Of course, a personal guarantee of an LLC obligation by an LLC member would give rise to personal liability of that member to the extent specified in the guarantee (as it would for a shareholder in a corporation). Failure by a member to remit employee withholding taxes can provide another basis for personal liability of a member (as it would for a shareholder in a corporation). Liability based on the personal tortious behavior of a member would of course provide the basis for personal tort liability of that member (as it would for a shareholder in a corporation). But generally, the LLC liability shield, like the corporation’s liability shield, should protect individual members from LLC debts, obligations, and liabilities.

The following is a brief description of the roles of the major players in an LLC – the members and the managers. Although the following is written as if members and managers are separate persons, the same individuals could serve as members and managers.

A. Members

The members own the LLC and provide the capital with which the LLC commences its business. In a member-managed LLC, members by definition manage the business of the LLC. In a manager-managed LLC, members as a group often do not take an active role in running the business. Normally one or two members will be intimately involved in day-to-day operations of the LLC, and other members will be passive, non-active investors. Beyond electing the managers and voting on certain key events in the LLC’s life, the members of a manager-managed LLC entrust management of the LLC to the managers (much like the shareholders of a corporation entrust management of the corporation to the directors and officers of the corporation). Matters requiring member votes are discussed in “Member Votes” below.

B. Managers

Managers are elected by the members. At the outset managers can simply be specified in the operating agreement, which is of course approved and signed by all members. Thereafter, if the operating agreement so permits, members can hold annual or other regularly scheduled meetings to elect managers. Managers manage the business and affairs of the LLC and exercise the LLC’s powers. Managers may either perform these responsibilities themselves or these responsibilities can be performed by officers and employees under the direction of the managers.

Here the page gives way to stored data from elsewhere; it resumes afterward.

//! In-process job queue and worker pool.
//!
//! ```text
//! submit(id) ──► bounded mpsc ──► worker 0..N ──► JobRunner::run
//!                    ▲
//!   reconciler ──────┘  (re-submits jobs still queued in the store)
//! ```
//!
//! An id already waiting in the channel is not sent again. A job may still be
//! delivered more than once; runners must treat a job that is no longer queued
//! as a no-op.

use std::collections::HashSet;
use std::sync::{Arc, Mutex as StdMutex, MutexGuard, PoisonError};
use std::time::Duration;

use async_trait::async_trait;
use tokio::sync::{mpsc, Mutex};
use tokio::task::JoinHandle;
use tokio::time::{Instant, MissedTickBehavior};
use tokio_util::sync::CancellationToken;
use tracing::{debug, error, info, warn};
use uuid::Uuid;

use crate::evaluation::{RunOutcome, StageFailure};
use crate::store::JobStore;

/// Configuration for the worker pool.
#[derive(Debug, Clone)]
pub struct WorkerConfig {
    /// Number of worker loops.
    pub concurrency: usize,
    /// Capacity of the submission channel.
    pub queue_capacity: usize,
    /// Period of the reconciliation scan. The first scan runs one period after start.
    pub reconcile_interval: Duration,
    /// Queued jobs fetched per scan.
    pub reconcile_batch: i64,
}

impl Default for WorkerConfig {
    fn default() -> Self {
        Self {
            concurrency: 3,
            queue_capacity: 100,
            reconcile_interval: Duration::from_secs(10),
            reconcile_batch: 10,
        }
    }
}

/// Executes one job to completion.
#[async_trait]
pub trait JobRunner: Send + Sync {
    async fn run(
        &self,
        job_id: Uuid,
        cancel: &CancellationToken,
    ) -> Result<RunOutcome, StageFailure>;
}

/// Ids sent to the channel and not yet picked up by a worker.
#[derive(Default)]
struct Waiting(StdMutex<HashSet<Uuid>>);

impl Waiting {
    fn ids(&self) -> MutexGuard<'_, HashSet<Uuid>> {
        self.0.lock().unwrap_or_else(PoisonError::into_inner)
    }
}

/// Producer handle for the pool's queue.
#[derive(Clone)]
pub struct JobQueue {
    sender: mpsc::Sender<Uuid>,
    waiting: Arc<Waiting>,
    shutdown: CancellationToken,
}

impl JobQueue {
    /// Waits for capacity and enqueues `job_id`. An id that is already waiting
    /// is accepted without taking another slot. Returns `false` if the pool is
    /// shutting down; the job then stays queued in the store.
    pub async fn submit(&self, job_id: Uuid) -> bool {
        if self.shutdown.is_cancelled() {
            return false;
        }
        if self.waiting.ids().contains(&job_id) {
            return true;
        }

        let permit = tokio::select! {
            biased;
            _ = self.shutdown.cancelled() => return false,
            permit = self.sender.reserve() => match permit {
                Ok(permit) => permit,
                Err(_) => return false,
            },
        };

        // Re-checked under the lock: another submit may have won the race.
        if self.waiting.ids().insert(job_id) {
            permit.send(job_id);
        }
        true
    }
}

/// Fixed set of worker tasks plus the reconciliation task.
pub struct WorkerPool {
    queue: JobQueue,
    shutdown: CancellationToken,
    in_flight: CancellationToken,
    handles: Vec<JoinHandle<()>>,
}

impl WorkerPool {
    /// Spawns the workers and the reconciler. Must be called inside a Tokio runtime.
    pub fn start(runner: Arc<dyn JobRunner>, jobs: Arc<dyn JobStore>, config: WorkerConfig) -> Self {
        let (sender, receiver) = mpsc::channel(config.queue_capacity.max(1));
        let receiver = Arc::new(Mutex::new(receiver));
        let waiting = Arc::new(Waiting::default());
        let shutdown = CancellationToken::new();
        let in_flight = CancellationToken::new();
        let queue = JobQueue {
            sender,
            waiting: waiting.clone(),
            shutdown: shutdown.clone(),
        };

        let concurrency = config.concurrency.max(1);
        let mut handles = Vec::with_capacity(concurrency + 1);
        for worker in 0..concurrency {
            handles.push(tokio::spawn(worker_loop(
                worker,
                runner.clone(),
                receiver.clone(),
                waiting.clone(),
                shutdown.clone(),
                in_flight.clone(),
            )));
        }
        handles.push(tokio::spawn(reconcile_loop(
            jobs,
            queue.clone(),
            config.reconcile_interval,
            config.reconcile_batch,
            shutdown.clone(),
        )));

        info!(
            concurrency,
            queue_capacity = config.queue_capacity,
            reconcile_interval_secs = config.reconcile_interval.as_secs(),
            "Worker pool started"
        );

        Self {
            queue,
            shutdown,
            in_flight,
            handles,
        }
    }

    pub fn queue(&self) -> JobQueue {
        self.queue.clone()
    }

    /// Token handed to running jobs. Cancelling it stops their generation
    /// retries at the next attempt boundary.
    pub fn in_flight_token(&self) -> CancellationToken {
        self.in_flight.clone()
    }

    pub fn cancel_in_flight(&self) {
        self.in_flight.cancel();
    }

    /// Stops intake and reconciliation, then waits for in-flight jobs to finish.
    pub async fn stop(&mut self) {
        info!("Stopping worker pool...");
        self.shutdown.cancel();

        for handle in std::mem::take(&mut self.handles) {
            if let Err(e) = handle.await {
                error!("worker task panicked: {e}");
            }
        }
        info!("Worker pool stopped");
    }
}

async fn worker_loop(
    worker: usize,
    runner: Arc<dyn JobRunner>,
    receiver: Arc<Mutex<mpsc::Receiver<Uuid>>>,
    waiting: Arc<Waiting>,
    shutdown: CancellationToken,
    in_flight: CancellationToken,
) {
    debug!(worker, "worker started");

    loop {
        let next = tokio::select! {
            biased;
            _ = shutdown.cancelled() => None,
            job = async { receiver.lock().await.recv().await } => job,
        };
        let Some(job_id) = next else { break };
        waiting.ids().remove(&job_id);

        debug!(worker, %job_id, "picked up job");
        match runner.run(job_id, &in_flight).await {
            Ok(RunOutcome::Completed) => info!(worker, %job_id, "job completed"),
            Ok(RunOutcome::Skipped) => debug!(worker, %job_id, "job skipped"),
            Err(failure) => warn!(worker, %job_id, stage = ?failure.stage, "job failed: {failure}"),
        }
    }

    debug!(worker, "worker stopped");
}

async fn reconcile_loop(
    jobs: Arc<dyn JobStore>,
    queue: JobQueue,
    period: Duration,
    batch: i64,
    shutdown: CancellationToken,
) {
    let mut ticker = tokio::time::interval_at(Instant::now() + period, period);
    ticker.set_missed_tick_behavior(MissedTickBehavior::Delay);

    loop {
        tokio::select! {
            biased;
            _ = shutdown.cancelled() => break,
            _ = ticker.tick() => {}
        }

        let pending = match jobs.find_pending_jobs(batch).await {
            Ok(pending) => pending,
            Err(e) => {
                warn!("Reconciliation skipped: {e}");
                continue;
            }
        };

        if !pending.is_empty() {
            debug!(count = pending.len(), "re-submitting queued jobs");
        }
        for job in pending {
            if !queue.submit(job.id).await {
                break;
            }
        }
    }

    debug!("reconciler stopped");
}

In performing these responsibilities, the Act imposes on managers the same fiduciary duty with respect to the LLC and its members that a general partner owes to a general partnership and the other partners of that partnership. It is permissible to modify and otherwise refine the fiduciary duty of the manager in the operating agreement. Indeed, it is advisable to do so. Typically the operating agreement will specify fiduciary duties such as the “duty of loyalty” and the “duty of care” for LLC managers.

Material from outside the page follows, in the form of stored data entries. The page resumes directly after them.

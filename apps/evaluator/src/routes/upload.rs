use axum::{
    extract::{Multipart, State},
    http::StatusCode,
    Json,
};
use bytes::Bytes;
use serde::Serialize;
use tracing::{info, warn};

use crate::errors::AppError;
use crate::models::{DocumentKind, NewDocument};
use crate::state::AppState;
use crate::storage::is_pdf;

#[derive(Debug, Serialize)]
pub struct UploadedDocument {
    pub id: String,
    pub filename: String,
    pub original_name: String,
    pub file_type: DocumentKind,
}

#[derive(Debug, Serialize)]
pub struct UploadResponse {
    pub message: String,
    pub documents: Vec<UploadedDocument>,
}

struct PendingUpload {
    kind: DocumentKind,
    original_name: String,
    data: Bytes,
}

/// POST /api/v1/upload
/// Multipart fields `cv` and `project_report`, one PDF each. Other fields are ignored.
pub async fn handle_upload(
    State(state): State<AppState>,
    mut multipart: Multipart,
) -> Result<(StatusCode, Json<UploadResponse>), AppError> {
    let mut pending: Vec<PendingUpload> = Vec::new();

    while let Some(field) = multipart
        .next_field()
        .await
        .map_err(|e| AppError::Validation(format!("failed to parse multipart form: {e}")))?
    {
        let kind = match field.name() {
            Some("cv") => DocumentKind::Cv,
            Some("project_report") => DocumentKind::ProjectReport,
            _ => continue,
        };
        if pending.iter().any(|p| p.kind == kind) {
            continue;
        }

        let original_name = field.file_name().unwrap_or_default().to_string();
        if !is_pdf(&original_name) {
            return Err(AppError::Validation(format!(
                "{kind} must be a PDF file, got '{original_name}'"
            )));
        }

        let data = field
            .bytes()
            .await
            .map_err(|e| AppError::Validation(format!("failed to read {kind} upload: {e}")))?;
        if data.len() > state.max_upload_bytes {
            return Err(AppError::PayloadTooLarge(format!(
                "{kind} file too large. Max size: {} bytes",
                state.max_upload_bytes
            )));
        }

        pending.push(PendingUpload {
            kind,
            original_name,
            data,
        });
    }

    if pending.is_empty() {
        return Err(AppError::Validation(
            "No valid files uploaded. Please upload 'cv' and/or 'project_report' as PDF files."
                .to_string(),
        ));
    }

    let mut documents = Vec::with_capacity(pending.len());
    for upload in pending {
        let stored = state
            .storage
            .save(upload.kind, &upload.original_name, upload.data)
            .await?;

        let created = state
            .documents
            .create(NewDocument {
                filename: stored.filename.clone(),
                original_filename: upload.original_name,
                kind: upload.kind,
                file_path: stored.path.to_string_lossy().into_owned(),
            })
            .await;

        let document = match created {
            Ok(document) => document,
            Err(e) => {
                if let Err(cleanup) = state.storage.delete(&stored.filename).await {
                    warn!("Failed to remove orphaned upload: {cleanup}");
                }
                return Err(e.into());
            }
        };

        info!(document_id = %document.id, kind = %document.kind, "Stored uploaded document");
        documents.push(UploadedDocument {
            id: document.id.to_string(),
            filename: document.filename,
            original_name: document.original_filename,
            file_type: document.kind,
        });
    }

    Ok((
        StatusCode::CREATED,
        Json(UploadResponse {
            message: "Files uploaded successfully".to_string(),
            documents,
        }),
    ))
}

The duty of loyalty dictates that a manager must act in good faith and must not allow personal interests to prevail over interests of the LLC and the LLC’s members. A standard example that raises these issues is a proposal that the LLC enter into a transaction which benefits a manager, or involves the manager in a conflict of interest between the manager and the LLC or its members. Such transactions are often called “self-dealing” transactions. They are not prohibited, but such transactions must be predicated upon (i) full disclosure, (ii) proper approval from disinterested managers and members, and (iii) fairness to the LLC and its members.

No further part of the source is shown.